Como diz a expressão americana da década de 1930: Não existe essa coisa de almoço grátis. Se você quer qualidade, pague por ela. Ou faça alguém pagar.

... É UM PROBLEMA DE VALORES

Além da montanha de dinheiro investido em educação não ir para o bolso de quem faz a diferença – professores -, há ainda o problema do desinteresse comatoso da população brasileira, que não vê no estudo e no aprendizado um valor intrínseco, mas apenas uma forma para ganhar dinheiro.

Nós não estudamos para aprender. Dizemos o oposto disso apenas como uma maneira dissimulada para ocultar o real motivo pelo qual estudamos: o brasileiro estuda para ganhar mais dinheiro. Transformando o dinheiro - e não a aquisição de cultura e saber – na finalidade do processo escolar, nosso povo deixou de enxergar a educação como algo nobre. Estudar e aprender viraram ferramentas que podem ser indesejadas sem penalidade.

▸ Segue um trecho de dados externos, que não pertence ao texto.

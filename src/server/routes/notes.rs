//! Note management: admin CRUD, the teacher's module-scoped surface (with
//! CSV import) and the student's self-scoped view

use crate::auth::identity::AuthSession;
use crate::auth::scope::authorize_module;
use crate::server::routes::ApiResponse;
use crate::server::state::AppState;
use crate::storage::database::entities::{module, note, student};
use crate::storage::database::{NoteDetail, NoteFilter};
use crate::utils::error::{ApiError, Result};
use crate::utils::validation::Validator;
use actix_web::{web, HttpResponse};
use futures::StreamExt as _;
use serde::{Deserialize, Serialize};
use tracing::info;
use uuid::Uuid;

pub fn configure(cfg: &mut web::ServiceConfig) {
    cfg.route("", web::get().to(list_notes))
        .route("", web::post().to(create_note))
        .route("/student/my", web::get().to(my_notes))
        .route("/module/{module_id}", web::get().to(notes_by_module))
        .route("/module/{module_id}/add", web::post().to(add_for_module))
        .route(
            "/module/{module_id}/import",
            web::post().to(import_for_module),
        )
        .route(
            "/module/{module_id}/{note_id}",
            web::put().to(update_for_module),
        )
        .route(
            "/module/{module_id}/{note_id}",
            web::delete().to(delete_for_module),
        )
        .route("/{id}", web::get().to(get_note))
        .route("/{id}", web::put().to(update_note))
        .route("/{id}", web::delete().to(delete_note));
}

/// Note row with student and module context
#[derive(Debug, Serialize)]
pub struct NoteView {
    #[serde(flatten)]
    pub note: note::Model,
    pub student: Option<student::Model>,
    pub module: Option<module::Model>,
}

impl From<NoteDetail> for NoteView {
    fn from((note, student, module): NoteDetail) -> Self {
        Self {
            note,
            student,
            module,
        }
    }
}

#[derive(Debug, Deserialize)]
#[serde(rename_all = "camelCase")]
pub struct ListQuery {
    pub search: Option<String>,
    pub module_id: Option<String>,
    pub promotion_id: Option<String>,
    pub session: Option<String>,
    pub semester: Option<String>,
}

#[derive(Debug, Deserialize)]
#[serde(rename_all = "camelCase")]
pub struct CreateNoteRequest {
    pub student_id: Uuid,
    pub module_id: Uuid,
    pub ce: Option<f32>,
    pub fe: Option<f32>,
    pub session: Option<String>,
    pub semester: Option<i32>,
    pub appreciation: Option<String>,
}

#[derive(Debug, Deserialize)]
#[serde(rename_all = "camelCase")]
pub struct UpdateNoteRequest {
    pub ce: Option<f32>,
    pub fe: Option<f32>,
    pub session: Option<String>,
    pub semester: Option<i32>,
    pub appreciation: Option<String>,
}

#[derive(Debug, Deserialize)]
#[serde(rename_all = "camelCase")]
pub struct ModuleNoteRequest {
    pub student_id: Uuid,
    pub ce: Option<f32>,
    pub fe: Option<f32>,
    pub session: Option<String>,
    pub semester: Option<i32>,
    pub appreciation: Option<String>,
}

fn validate_marks(ce: Option<f32>, fe: Option<f32>, semester: Option<i32>) -> Result<()> {
    Validator::validate_mark("ce", ce)?;
    Validator::validate_mark("fe", fe)?;
    if let Some(semester) = semester {
        Validator::validate_semester(semester)?;
    }
    Ok(())
}

/// "all" in a filter field means no constraint
fn filter_value(raw: Option<String>) -> Option<String> {
    raw.filter(|v| !v.is_empty() && v != "all")
}

/* ---- admin-family surface ---- */

async fn list_notes(
    state: web::Data<AppState>,
    session: AuthSession,
    query: web::Query<ListQuery>,
) -> Result<HttpResponse> {
    session.require_admin_family()?;
    let query = query.into_inner();

    let filter = NoteFilter {
        session: filter_value(query.session),
        semester: filter_value(query.semester).and_then(|s| s.parse().ok()),
        module_id: filter_value(query.module_id).and_then(|s| s.parse().ok()),
        promotion_id: filter_value(query.promotion_id).and_then(|s| s.parse().ok()),
        search: filter_value(query.search),
    };

    let notes = state.storage.database.list_notes(&filter).await?;
    let data: Vec<NoteView> = notes.into_iter().map(NoteView::from).collect();
    Ok(HttpResponse::Ok().json(ApiResponse::success(data)))
}

async fn get_note(
    state: web::Data<AppState>,
    session: AuthSession,
    path: web::Path<Uuid>,
) -> Result<HttpResponse> {
    session.require_admin_family()?;
    let found = state
        .storage
        .database
        .find_note_detail(path.into_inner())
        .await?
        .ok_or_else(|| ApiError::not_found("Note not found"))?;
    Ok(HttpResponse::Ok().json(ApiResponse::success(NoteView::from(found))))
}

async fn create_note(
    state: web::Data<AppState>,
    session: AuthSession,
    request: web::Json<CreateNoteRequest>,
) -> Result<HttpResponse> {
    session.require_admin_family()?;
    let request = request.into_inner();
    validate_marks(request.ce, request.fe, request.semester)?;

    let db = &state.storage.database;
    db.find_student(request.student_id)
        .await?
        .ok_or_else(|| ApiError::validation("Unknown studentId"))?;
    db.find_module(request.module_id)
        .await?
        .ok_or_else(|| ApiError::validation("Unknown moduleId"))?;

    let created = db
        .create_note(
            request.student_id,
            request.module_id,
            request.ce,
            request.fe,
            request.session,
            request.semester,
            request.appreciation,
        )
        .await?;
    Ok(HttpResponse::Created().json(ApiResponse::success_with_message(created, "Note created")))
}

async fn update_note(
    state: web::Data<AppState>,
    session: AuthSession,
    path: web::Path<Uuid>,
    request: web::Json<UpdateNoteRequest>,
) -> Result<HttpResponse> {
    session.require_admin_family()?;
    let request = request.into_inner();
    validate_marks(request.ce, request.fe, request.semester)?;

    let updated = state
        .storage
        .database
        .update_note(
            path.into_inner(),
            request.ce,
            request.fe,
            request.session,
            request.semester,
            request.appreciation.map(Some),
        )
        .await?;
    Ok(HttpResponse::Ok().json(ApiResponse::success_with_message(updated, "Note updated")))
}

async fn delete_note(
    state: web::Data<AppState>,
    session: AuthSession,
    path: web::Path<Uuid>,
) -> Result<HttpResponse> {
    session.require_admin_family()?;
    state
        .storage
        .database
        .delete_note(path.into_inner())
        .await?;
    Ok(HttpResponse::Ok().json(ApiResponse::message("Note deleted")))
}

/* ---- teacher surface, module-scoped ---- */

async fn notes_by_module(
    state: web::Data<AppState>,
    session: AuthSession,
    path: web::Path<Uuid>,
) -> Result<HttpResponse> {
    session.require_teacher()?;
    let db = &state.storage.database;
    let module = authorize_module(db, &session, path.into_inner()).await?;

    let notes = db.list_notes_by_module(module.id).await?;
    let data: Vec<NoteView> = notes.into_iter().map(NoteView::from).collect();
    Ok(HttpResponse::Ok().json(ApiResponse::success_with_message(data, "Module notes")))
}

async fn add_for_module(
    state: web::Data<AppState>,
    session: AuthSession,
    path: web::Path<Uuid>,
    request: web::Json<ModuleNoteRequest>,
) -> Result<HttpResponse> {
    session.require_teacher()?;
    let request = request.into_inner();
    validate_marks(request.ce, request.fe, request.semester)?;

    let db = &state.storage.database;
    let module = authorize_module(db, &session, path.into_inner()).await?;

    db.find_student(request.student_id)
        .await?
        .ok_or_else(|| ApiError::validation("Unknown studentId"))?;

    let created = db
        .create_note(
            request.student_id,
            module.id,
            request.ce,
            request.fe,
            request.session,
            request.semester,
            request.appreciation,
        )
        .await?;
    Ok(HttpResponse::Created().json(ApiResponse::success_with_message(created, "Note added")))
}

async fn update_for_module(
    state: web::Data<AppState>,
    session: AuthSession,
    path: web::Path<(Uuid, Uuid)>,
    request: web::Json<UpdateNoteRequest>,
) -> Result<HttpResponse> {
    session.require_teacher()?;
    let (module_id, note_id) = path.into_inner();
    let request = request.into_inner();
    validate_marks(request.ce, request.fe, request.semester)?;

    let db = &state.storage.database;
    let module = authorize_module(db, &session, module_id).await?;

    let note = db
        .find_note(note_id)
        .await?
        .ok_or_else(|| ApiError::not_found("Note not found"))?;
    if note.module_id != module.id {
        return Err(ApiError::not_found("Note not found"));
    }

    let updated = db
        .update_note(
            note.id,
            request.ce,
            request.fe,
            request.session,
            request.semester,
            request.appreciation.map(Some),
        )
        .await?;
    Ok(HttpResponse::Ok().json(ApiResponse::success_with_message(updated, "Note updated")))
}

async fn delete_for_module(
    state: web::Data<AppState>,
    session: AuthSession,
    path: web::Path<(Uuid, Uuid)>,
) -> Result<HttpResponse> {
    session.require_teacher()?;
    let (module_id, note_id) = path.into_inner();

    let db = &state.storage.database;
    let module = authorize_module(db, &session, module_id).await?;

    let note = db
        .find_note(note_id)
        .await?
        .ok_or_else(|| ApiError::not_found("Note not found"))?;
    if note.module_id != module.id {
        return Err(ApiError::not_found("Note not found"));
    }

    db.delete_note(note.id).await?;
    Ok(HttpResponse::Ok().json(ApiResponse::message("Note deleted")))
}

/* ---- CSV import ---- */

#[derive(Debug, Deserialize)]
struct CsvNoteRow {
    matricule: String,
    ce: Option<f32>,
    fe: Option<f32>,
    session: Option<String>,
    semester: Option<i32>,
    appreciation: Option<String>,
}

#[derive(Debug, Serialize)]
#[serde(rename_all = "camelCase")]
pub struct ImportFailure {
    pub line: u64,
    pub matricule: String,
    pub error: String,
}

#[derive(Debug, Serialize)]
#[serde(rename_all = "camelCase")]
pub struct ImportReport {
    pub imported: usize,
    pub failed: Vec<ImportFailure>,
}

/// Import notes for a module from an uploaded CSV with columns
/// `matricule,ce,fe,session,semester,appreciation`. Rows are independent:
/// a bad row is reported and skipped, never aborts the batch.
async fn import_for_module(
    state: web::Data<AppState>,
    session: AuthSession,
    path: web::Path<Uuid>,
    payload: actix_multipart::Multipart,
) -> Result<HttpResponse> {
    session.require_teacher()?;
    let db = &state.storage.database;
    let module = authorize_module(db, &session, path.into_inner()).await?;

    let file = super::uploads::read_first_file(payload, 1024 * 1024).await?;

    let mut reader = csv_async::AsyncReaderBuilder::new()
        .trim(csv_async::Trim::All)
        .create_deserializer(file.bytes.as_slice());

    let mut imported = 0usize;
    let mut failed = Vec::new();
    let mut line = 1u64;

    let mut records = reader.deserialize::<CsvNoteRow>();
    while let Some(record) = records.next().await {
        line += 1;
        let row = match record {
            Ok(row) => row,
            Err(e) => {
                failed.push(ImportFailure {
                    line,
                    matricule: String::new(),
                    error: format!("Unparsable row: {}", e),
                });
                continue;
            }
        };

        if let Err(e) = validate_marks(row.ce, row.fe, row.semester) {
            failed.push(ImportFailure {
                line,
                matricule: row.matricule,
                error: e.to_string(),
            });
            continue;
        }

        let student = match db.find_student_by_matricule(&row.matricule).await? {
            Some(student) => student,
            None => {
                failed.push(ImportFailure {
                    line,
                    matricule: row.matricule,
                    error: "Unknown matricule".to_string(),
                });
                continue;
            }
        };

        db.create_note(
            student.id,
            module.id,
            row.ce,
            row.fe,
            row.session,
            row.semester,
            row.appreciation,
        )
        .await?;
        imported += 1;
    }

    info!(
        "CSV import for module {}: {} imported, {} failed",
        module.code,
        imported,
        failed.len()
    );
    Ok(HttpResponse::Ok().json(ApiResponse::success_with_message(
        ImportReport { imported, failed },
        "Import finished",
    )))
}

/* ---- student surface ---- */

/// The caller's own notes; self-scoped, no cross-student path exists
async fn my_notes(state: web::Data<AppState>, session: AuthSession) -> Result<HttpResponse> {
    let student_id = session.require_linked_student()?;
    let notes = state
        .storage
        .database
        .list_notes_by_student(student_id)
        .await?;
    let data: Vec<NoteView> = notes.into_iter().map(NoteView::from).collect();
    Ok(HttpResponse::Ok().json(ApiResponse::success(data)))
}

Está tudo bem não estudar caso você esteja satisfeito em levar uma mais simples, certo?

Não, não está.

Em 2013, 54% dos adultos com idade entre 25 e 64 anos não tinham completado o ensino médio no Brasil - o que é consideravelmente maior que a média OCDE de 24% -, e quase dois terços dos jovens de 15 a 29 anos não estavam estudando.

No meio dessa massa de analfabetos funcionais, existe uma multidão absurda que compõe um grupo conhecido como “NEM-NEM”: gentes que nem estudam nem trabalham. Essa multidão - mais de 20% dos indivíduos de 15 a 29 anos - equivale a uma manada de 10,2 milhões de inúteis que a população economicamente ativa deve literalmente carregar nas costas.

A saída para a Educação no Brasil é como a saída para a Saúde, para a Segurança Pública, para o sistema Previdenciário, para a Burocracia e tudo mais que entrava esse país: a saída passa por uma discussão dura, franca, grosseira e com todos os nomes aos bois e palavrões a que se tem direito sobre o que está ocorrendo aqui. Sem espaço para comportamentos de vítima, mecanismos de projeção de culpa, corporativismos cor-de-rosa ou cunhadismos indecentes.

Ou levamos essa joça a sério, ou nos tornamos perpetuamente aquilo que já somos: um bando de sonâmbulos sem competência sequer para limpar o próprio traseiro sem uma ajudinha do Estado.